Sometimes things work out as they intend…and sometimes they don’t…
That’s why our mantra has always been: Buy what you see. If the roads are paved, then you’re buying paved roads. If you see a clubhouse, then you’re buying into a community with a clubhouse. If electrical lines have been run…
You get the idea.
In the case of Gran Pacifica, the community my friends described so excitedly that sunny morning eight years ago, I knew the gentlemen behind the effort, including Mike Cobb, CEO of the project, well.
Still, I was skeptical. You learn that, in an emerging market, skepticism can be your friend.
I wished my friends all the best, of course, but I understood how difficult it can be in a country like Nicaragua to go from plan to reality. Condos? Hotel? Golf course? These were ambitious ideas.
What’s the story today, all these years later? How have things played out at Gran Pacifica?
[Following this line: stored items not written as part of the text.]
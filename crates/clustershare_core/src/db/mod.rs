//! SQLite storage bootstrap for the local snapshot cache.
//!
//! # Responsibility
//! - Open and configure SQLite connections for the snapshot cache.
//! - Apply schema migrations in deterministic order.
//!
//! # Invariants
//! - Migration version is tracked via `PRAGMA user_version`.
//! - Cache code must not read/write application data before migrations
//!   succeed.

use std::error::Error;
use std::fmt::{Display, Formatter};

pub mod migrations;
mod open;

pub use open::{open_cache_db, open_cache_db_in_memory};

pub type DbResult<T> = Result<T, DbError>;

#[derive(Debug)]
pub enum DbError {
    Sqlite(rusqlite::Error),
    UnsupportedSchemaVersion {
        db_version: u32,
        latest_supported: u32,
    },
}

impl Display for DbError {
    fn fmt(&self, f: &mut Formatter<'_>) -> std::fmt::Result {
        match self {
            Self::Sqlite(err) => write!(f, "{err}"),
            Self::UnsupportedSchemaVersion {
                db_version,
                latest_supported,
            } => write!(
                f,
                "cache schema version {db_version} is newer than supported {latest_supported}"
            ),
        }
    }
}

impl Error for DbError {
    fn source(&self) -> Option<&(dyn Error + 'static)> {
        match self {
            Self::Sqlite(err) => Some(err),
            Self::UnsupportedSchemaVersion { .. } => None,
        }
    }
}

impl From<rusqlite::Error> for DbError {
    fn from(value: rusqlite::Error) -> Self {
        Self::Sqlite(value)
    }
}
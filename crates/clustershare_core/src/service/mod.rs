//! Core use-case services.
//!
//! # Responsibility
//! - Orchestrate accounting-service fetches into snapshot, hierarchy, and
//!   fair-share use-case APIs.
//! - Keep callers decoupled from transport and storage details.

pub mod account_service;
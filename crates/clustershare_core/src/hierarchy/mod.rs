//! Hierarchy resolution and aggregation over account snapshots.
//!
//! # Responsibility
//! - Derive trees, parent chains, and depth-bounded subtrees from flat
//!   parent-pointer records.
//! - Decorate resolved trees with advisory metrics and project fair-share
//!   views.
//!
//! # Invariants
//! - Resolution is pure over one [`crate::snapshot::AccountSnapshot`]; no
//!   I/O, no retries, no shared mutable state between calls.
//! - Structural errors abort a call; decoration problems never do.

pub mod aggregate;
pub mod fair_share;
pub mod resolver;
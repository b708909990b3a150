//! Snapshot cache persistence layer.
//!
//! # Responsibility
//! - Persist one fetched accounting snapshot locally and serve it back
//!   through the accounting-service contract.
//! - Isolate SQLite query details from resolution and service logic.
//!
//! # Invariants
//! - Write paths validate records before SQL mutations.
//! - Read paths reject invalid persisted state instead of masking it.

pub mod snapshot_repo;
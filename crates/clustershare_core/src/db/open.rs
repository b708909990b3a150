//! Connection bootstrap utilities for the snapshot cache.
//!
//! # Responsibility
//! - Open file or in-memory SQLite connections.
//! - Configure connection pragmas required by cache behavior.
//! - Trigger schema migrations before returning a usable connection.
//!
//! # Invariants
//! - Returned connections have `foreign_keys=ON`.
//! - Returned connections have migrations fully applied.

use super::migrations::apply_migrations;
use super::DbResult;
use log::{error, info};
use rusqlite::Connection;
use std::path::Path;
use std::time::{Duration, Instant};

/// Opens a snapshot cache database file and applies pending migrations.
///
/// # Side effects
/// - Performs connection bootstrap and migration checks.
/// - Emits `cache_open` logging events with duration and status.
pub fn open_cache_db(path: impl AsRef<Path>) -> DbResult<Connection> {
    let started_at = Instant::now();
    info!("event=cache_open module=db status=start mode=file");
    let conn = Connection::open(path);
    finish_open(conn, started_at, "file")
}

/// Opens an in-memory snapshot cache and applies pending migrations.
///
/// # Side effects
/// - Performs connection bootstrap and migration checks.
/// - Emits `cache_open` logging events with duration and status.
pub fn open_cache_db_in_memory() -> DbResult<Connection> {
    let started_at = Instant::now();
    info!("event=cache_open module=db status=start mode=memory");
    let conn = Connection::open_in_memory();
    finish_open(conn, started_at, "memory")
}

fn finish_open(
    conn: Result<Connection, rusqlite::Error>,
    started_at: Instant,
    mode: &str,
) -> DbResult<Connection> {
    let mut conn = match conn {
        Ok(conn) => conn,
        Err(err) => {
            error!(
                "event=cache_open module=db status=error mode={mode} duration_ms={} error_code=cache_open_failed error={err}",
                started_at.elapsed().as_millis()
            );
            return Err(err.into());
        }
    };

    match bootstrap_connection(&mut conn) {
        Ok(()) => {
            info!(
                "event=cache_open module=db status=ok mode={mode} duration_ms={}",
                started_at.elapsed().as_millis()
            );
            Ok(conn)
        }
        Err(err) => {
            error!(
                "event=cache_open module=db status=error mode={mode} duration_ms={} error_code=cache_bootstrap_failed error={err}",
                started_at.elapsed().as_millis()
            );
            Err(err)
        }
    }
}

fn bootstrap_connection(conn: &mut Connection) -> DbResult<()> {
    conn.execute_batch("PRAGMA foreign_keys = ON;")?;
    conn.busy_timeout(Duration::from_secs(5))?;
    apply_migrations(conn)?;
    Ok(())
}
//! Tree, chain, and subtree resolution over one account snapshot.
//!
//! # Responsibility
//! - Build fully-owned hierarchy trees from the snapshot adjacency map.
//! - Walk parent chains upward with cycle and broken-reference guards.
//! - Collect depth-bounded descendant lists.
//!
//! # Invariants
//! - Output trees own their nodes exclusively; the adjacency map is a
//!   separate read-only lookup structure and never part of the tree.
//! - `level`/`path` are assigned top-down, `total_sub_accounts` bottom-up,
//!   and neither is mutated after construction completes.
//! - Parent-chain truncation on cycles or broken references is a
//!   completion, not a failure.

use crate::model::account::AccountRecord;
use crate::model::tres::{AccountQuota, AccountUsage};
use crate::snapshot::AccountSnapshot;
use serde::{Deserialize, Serialize};
use std::collections::HashSet;
use std::error::Error;
use std::fmt::{Display, Formatter};

/// Result type for hierarchy resolution operations.
pub type HierarchyResult<T> = Result<T, HierarchyError>;

/// Structural errors from hierarchy resolution.
///
/// Any of these aborts the whole call; partial topology is never returned.
#[derive(Debug, Clone, PartialEq, Eq)]
pub enum HierarchyError {
    /// Requested account name is absent from the snapshot.
    ///
    /// Distinct from the remote service's own not-found case: resolution
    /// assumes the caller already fetched the snapshot successfully.
    AccountNotFound(String),
    /// Caller passed a negative depth limit.
    InvalidDepth(i64),
}

impl Display for HierarchyError {
    fn fmt(&self, f: &mut Formatter<'_>) -> std::fmt::Result {
        match self {
            Self::AccountNotFound(name) => {
                write!(f, "account not found in snapshot: `{name}`")
            }
            Self::InvalidDepth(depth) => {
                write!(f, "depth must be non-negative (0 means unlimited), got {depth}")
            }
        }
    }
}

impl Error for HierarchyError {}

/// Fully-owned account hierarchy node.
///
/// `total_users`, `aggregate_quota`, and `aggregate_usage` are advisory
/// fields filled by the decoration pass in
/// [`crate::hierarchy::aggregate`]; they default to zero values here.
#[derive(Debug, Clone, PartialEq, Serialize, Deserialize)]
pub struct HierarchyNode {
    /// The account record this node wraps.
    pub account: AccountRecord,
    /// Depth below the queried root. Root = 0.
    pub level: u32,
    /// Ancestor names from the queried root down to this node, inclusive.
    pub path: Vec<String>,
    /// Child nodes in snapshot insertion order.
    pub children: Vec<HierarchyNode>,
    /// Count of all descendants (children plus their descendants).
    pub total_sub_accounts: usize,
    /// Distinct users bound to exactly this account. Advisory.
    pub total_users: usize,
    /// Per-account quota attached verbatim. Advisory.
    pub aggregate_quota: AccountQuota,
    /// Per-account usage attached verbatim. Advisory.
    pub aggregate_usage: AccountUsage,
}

/// How a parent-chain walk came to an end.
#[derive(Debug, Clone, Copy, PartialEq, Eq)]
pub enum ChainTermination {
    /// An empty parent pointer was reached.
    RootReached,
    /// The next parent was already visited during this walk.
    CycleDetected,
    /// The next parent name is absent from the snapshot.
    MissingParent,
}

/// Parent chain plus the reason the walk stopped.
#[derive(Debug, Clone, PartialEq)]
pub struct ParentChain {
    /// Ancestors in nearest-parent-first order.
    pub parents: Vec<AccountRecord>,
    /// Why the walk terminated.
    pub termination: ChainTermination,
}

/// Builds the full hierarchy rooted at `root`.
///
/// Depth-first descent over the snapshot adjacency map. `level` and `path`
/// are assigned on the way down; `total_sub_accounts` accumulates as each
/// recursive call returns (`children.len()` plus every child's own total).
///
/// Assumes the adjacency map is acyclic, which holds for any snapshot whose
/// parent pointers form a forest. This call does not verify acyclicity
/// independently; only parent-chain walks carry a cycle guard. Known
/// asymmetry: a snapshot with cyclic parent pointers must not be fed to
/// this function.
///
/// # Errors
/// - [`HierarchyError::AccountNotFound`] when `root` is absent from the
///   snapshot (an empty root name is absent by construction).
pub fn build_hierarchy(root: &str, snapshot: &AccountSnapshot) -> HierarchyResult<HierarchyNode> {
    let record = snapshot
        .get(root)
        .ok_or_else(|| HierarchyError::AccountNotFound(root.to_string()))?;
    Ok(build_node(record, snapshot, 0, Vec::new()))
}

fn build_node(
    record: &AccountRecord,
    snapshot: &AccountSnapshot,
    level: u32,
    parent_path: Vec<String>,
) -> HierarchyNode {
    let mut path = parent_path;
    path.push(record.name.clone());

    let child_names = snapshot.children_of(record.name.as_str());
    let mut children = Vec::with_capacity(child_names.len());
    let mut total_sub_accounts = child_names.len();

    for child_name in child_names {
        // Adjacency entries are derived from records present in the
        // snapshot, so the lookup cannot miss.
        let Some(child_record) = snapshot.get(child_name) else {
            continue;
        };
        let child = build_node(child_record, snapshot, level + 1, path.clone());
        total_sub_accounts += child.total_sub_accounts;
        children.push(child);
    }

    HierarchyNode {
        account: record.clone(),
        level,
        path,
        children,
        total_sub_accounts,
        total_users: 0,
        aggregate_quota: AccountQuota::default(),
        aggregate_usage: AccountUsage::default(),
    }
}

/// Resolves the parent chain for `name`, nearest parent first.
///
/// The walk stops silently at the first empty parent pointer, the first
/// previously-visited name, or the first parent absent from the snapshot.
/// A malformed snapshot therefore yields a shorter chain, never a hang or
/// an error. Use [`resolve_parent_chain_detailed`] to observe why a walk
/// stopped.
///
/// # Errors
/// - [`HierarchyError::AccountNotFound`] when `name` itself is absent.
pub fn resolve_parent_chain(
    name: &str,
    snapshot: &AccountSnapshot,
) -> HierarchyResult<Vec<AccountRecord>> {
    resolve_parent_chain_detailed(name, snapshot).map(|chain| chain.parents)
}

/// Resolves the parent chain and reports the termination reason.
///
/// Same walk as [`resolve_parent_chain`]; the extra [`ChainTermination`]
/// flag distinguishes a completed root walk from cycle or broken-reference
/// truncation without changing the default silent contract.
pub fn resolve_parent_chain_detailed(
    name: &str,
    snapshot: &AccountSnapshot,
) -> HierarchyResult<ParentChain> {
    let start = snapshot
        .get(name)
        .ok_or_else(|| HierarchyError::AccountNotFound(name.to_string()))?;

    let mut visited = HashSet::new();
    visited.insert(start.name.as_str());

    let mut parents = Vec::new();
    let mut current = start;

    let termination = loop {
        let parent_name = current.parent_name.as_str();
        if parent_name.is_empty() {
            break ChainTermination::RootReached;
        }
        if visited.contains(parent_name) {
            break ChainTermination::CycleDetected;
        }
        let Some(parent) = snapshot.get(parent_name) else {
            break ChainTermination::MissingParent;
        };

        visited.insert(parent.name.as_str());
        parents.push(parent.clone());
        current = parent;
    };

    Ok(ParentChain {
        parents,
        termination,
    })
}

/// Collects descendants of `name` in pre-order, bounded by `max_depth`.
///
/// `max_depth == 0` means unlimited. Immediate children sit at depth 1; a
/// node is included while its depth does not exceed the limit, and the
/// traversal stops descending once the limit is reached instead of walking
/// excluded levels.
///
/// # Errors
/// - [`HierarchyError::InvalidDepth`] when `max_depth` is negative.
/// - [`HierarchyError::AccountNotFound`] when `name` is absent.
pub fn collect_descendants(
    name: &str,
    snapshot: &AccountSnapshot,
    max_depth: i64,
) -> HierarchyResult<Vec<AccountRecord>> {
    if max_depth < 0 {
        return Err(HierarchyError::InvalidDepth(max_depth));
    }
    if !snapshot.contains(name) {
        return Err(HierarchyError::AccountNotFound(name.to_string()));
    }

    let mut collected = Vec::new();
    collect_into(name, snapshot, max_depth, 1, &mut collected);
    Ok(collected)
}

fn collect_into(
    name: &str,
    snapshot: &AccountSnapshot,
    max_depth: i64,
    depth: i64,
    collected: &mut Vec<AccountRecord>,
) {
    for child_name in snapshot.children_of(name) {
        let Some(child) = snapshot.get(child_name) else {
            continue;
        };
        collected.push(child.clone());

        if max_depth == 0 || depth < max_depth {
            collect_into(child_name, snapshot, max_depth, depth + 1, collected);
        }
    }
}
Today, those three miles of Pacific coastline have been transformed. When I visited recently, I hardly recognized the place.
Today, Gran Pacifica is, indeed, an emerging community. More than 40 homes and condominiums have been built, and more than 50 others are under construction.
The clubhouse and pool are in place, overlooking the crashing sea, just as Mike said they would be. The sidewalks are paved with handmade clay bricks, the streets with cobblestones. The fiber-optic cables have been laid, and every house, indeed, enjoys Internet with unlimited bandwidth.
The funding is in place for the hotel…and the golf course? That’ll be ready for play by the end of this year.
The plan is fast becoming reality. Gran Pacifica is developing into the highly affordable full-amenity retirement community Mike promised.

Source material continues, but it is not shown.